There are around 10 court judgments that have been removed from the government’s public database based on the ‘right to be forgotten’, Justice Minister Owen Bonnici told The Shift News following the controversy surrounding the removal of the court judgment of a law student who committed a crime eight years ago.
Yanica Barbara and her boyfriend Thomas Sant had been given a conditional discharge for theft committed in August 2009 and yet they were granted a warrant to practise law. The situation was considered so serious that both the Chief Justice and the Chamber of Advocates filed an official objection about it with the President of Malta, The Times of Malta reported.
A search for the court judgements by The Shift News the following day revealed that the judgement on Barbara had been removed from the public record.
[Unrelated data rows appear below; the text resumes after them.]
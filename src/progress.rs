//! Progress reporting for generation runs.

use std::sync::Arc;

use async_trait::async_trait;
use serde::Serialize;
use tokio::sync::RwLock;
use tracing::info;

/// The checkpoints a run reports as it goes.
#[derive(Clone, Copy, Debug, PartialEq, Eq)]
pub enum Stage {
    /// Profile data is being collected
    Collecting,
    /// The prompt came back from the processing endpoint
    Received,
    /// The image generator has been asked for a picture
    RequestingImage,
    /// The generated image is being downloaded and decoded
    LoadingImage,
    /// The artifact is on display
    Complete,
}

impl Stage {
    /// How far along the run is at this stage.
    pub fn fraction(self) -> f32 {
        match self {
            Stage::Collecting => 0.1,
            Stage::Received => 0.4,
            Stage::RequestingImage => 0.6,
            Stage::LoadingImage => 0.8,
            Stage::Complete => 1.0,
        }
    }

    /// Status line shown to the user.
    pub fn message(self, handle: &str) -> String {
        match self {
            Stage::Collecting => format!("Collecting data from GitHub for handle {handle}..."),
            Stage::Received => "Received AI response...".to_string(),
            Stage::RequestingImage => "Sending request to the image generator...".to_string(),
            Stage::LoadingImage => "Loading generated image...".to_string(),
            Stage::Complete => "CodeBeast generation complete!".to_string(),
        }
    }
}

/// Something that shows progress to a user.
#[async_trait]
pub trait ProgressSink: Send + Sync {
    /// Shows `status` with the run `fraction` complete.
    async fn update(&self, status: &str, fraction: f32);

    /// Stops the indicator and hides the status.
    async fn reset(&self);
}

/// What the progress indicator currently shows.
#[derive(Clone, Debug, Default, PartialEq, Serialize)]
pub struct ProgressSnapshot {
    /// Status line
    pub status: String,
    /// Completed fraction, 0.0 to 1.0
    pub fraction: f32,
    /// Whether a run is still in flight
    pub active: bool,
}

impl ProgressSnapshot {
    /// Completed fraction as a whole percentage, for the progress bar.
    pub fn percent(&self) -> u32 {
        (self.fraction.clamp(0.0, 1.0) * 100.0).round() as u32
    }
}

/// Shared progress display, read by the web UI.
#[derive(Clone, Debug, Default)]
pub struct ProgressBoard {
    inner: Arc<RwLock<ProgressSnapshot>>,
}

impl ProgressBoard {
    /// An idle board.
    pub fn new() -> Self {
        Self::default()
    }

    /// The current state of the board.
    pub async fn snapshot(&self) -> ProgressSnapshot {
        self.inner.read().await.clone()
    }
}

#[async_trait]
impl ProgressSink for ProgressBoard {
    async fn update(&self, status: &str, fraction: f32) {
        let mut board = self.inner.write().await;
        board.status = status.to_owned();
        board.fraction = fraction;
        board.active = fraction < 1.0;
    }

    async fn reset(&self) {
        *self.inner.write().await = ProgressSnapshot::default();
    }
}

/// Writes progress to the log, for the command line.
#[derive(Clone, Copy, Debug, Default)]
pub struct LogProgress;

#[async_trait]
impl ProgressSink for LogProgress {
    async fn update(&self, status: &str, fraction: f32) {
        info!("[{:>3}%] {status}", (fraction * 100.0).round() as u32);
    }

    async fn reset(&self) {
        info!("Generation stopped");
    }
}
The Justice Minister confirmed this, saying the government accepted Barbara’s request to strike off the judgment from the database.
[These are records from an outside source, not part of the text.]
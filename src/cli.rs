//! CLI parser
use clap::Parser;
use std::num::NonZeroU16;
use std::time::Duration;
use url::Url;

use crate::constants::DEFAULT_PACING_MS;

#[derive(Parser, Debug)]
/// CLI Options
pub struct CliOptions {
    #[clap(long, help = "Enable debug logging", env = "CODEBEAST_DEBUG")]
    /// Enable debug logging. Env: CODEBEAST_DEBUG
    pub debug: bool,
    #[clap(long, short, default_value = "9000", env = "CODEBEAST_PORT")]
    /// http listener, defaults to `9000`.
    /// Env: CODEBEAST_PORT
    pub port: NonZeroU16,
    #[clap(
        long,
        short,
        default_value = "127.0.0.1",
        env = "CODEBEAST_LISTEN_ADDRESS"
    )]
    /// Listen address, defaults to `127.0.0.1`.
    /// Env: CODEBEAST_LISTEN_ADDRESS
    pub listen_address: String,
    #[clap(
        long,
        short,
        default_value = "http://localhost:5000/",
        env = "CODEBEAST_BACKEND_URL"
    )]
    /// Base URL of the backend serving `chat/process` and `chat/generate-image`.
    /// Env: CODEBEAST_BACKEND_URL
    pub backend_url: Url,
    #[clap(long, default_value_t = DEFAULT_PACING_MS, env = "CODEBEAST_PACING_MS")]
    /// Pause between receiving the prompt and requesting the image, in milliseconds.
    /// Env: CODEBEAST_PACING_MS
    pub pacing_ms: u64,
}

impl CliOptions {
    /// The configured pacing delay.
    pub fn pacing(&self) -> Duration {
        Duration::from_millis(self.pacing_ms)
    }
}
Bonnici said it was wrong to make a political issue out of this decision because others had also benefitted from a right granted by European case law, although legal experts are contesting the argument.
“This is not about one case and it should not become a political issue. There are around 10 judgments that have been removed. The law already grants this right, it had just not been implemented. It does not make sense to have a system wherein a police conduct can be ‘cleaned’ after some time and yet public records continue to reflect minor crimes. If the individual is reformed, then it is a good thing and of benefit to society,” Bonnici said.
The Justice Minister referred to new Data Protection law on personal records held, which comes into force in May. “We have consulted the Data Protection Commissioner and decided we would evaluate these matters on a case by case basis,” he added.
The Minister’s explanation was criticised on the grounds that the process and the criteria for such decisions needed to be transparent. Nationalist Party MP Jason Azzopardi said in a Twitter post that the Justice Minister had “introduced by stealth a new ‘right’ for cronies to be forgotten”.
Speaking to The Shift News, Azzopardi said: “It is obscene that he has made himself the fountain of Right, more so when it was done surreptitiously. If he was really acting in good faith he should have announced it in a proper way”.
Experts in European Law contacted by The Shift News also expressed concern on the lack of a standardised process and the lack of transparency. They argued that “if and when” such a right is granted in domestic law, there should be rules, such as time limits and the nature of the crime considered, that lay out how it is to be exercised.
Dr Bonnici told The Times of Malta: “When I became minister, I instructed Frank Mercieca to use his discretion and decide whether to accept requests from people who wished to have their record of criminal sentences deleted. This in respect to the right to be forgotten”.
One lawyer pointed out that Mercieca, the Courts Director, had to answer to the Minister: “He cannot be given some sort of carte blanche on the matter. If true, this was never made public and judges and magistrates were not consulted”.
Judgments are public documents, and while the practice in many European countries is for the courts (not the minister’s man) to grant anonymity in some judgments for good reason the deletion of a public record was “absurd”, lawyers agreed. They stressed the need for transparency and a clear explanation of criteria: “Can the right to be forgotten be applied for the sexual offenders’ register, for example?”
The European case law referred to by the Minister ordered Google to respect the right to be forgotten in terms of news reports, not the removal of judgments delivered by the courts, lawyers confirmed.
When asked about the process for the implementation of this decision, Bonnici told The Shift News: “There was no interest in discussion. There was no debate”.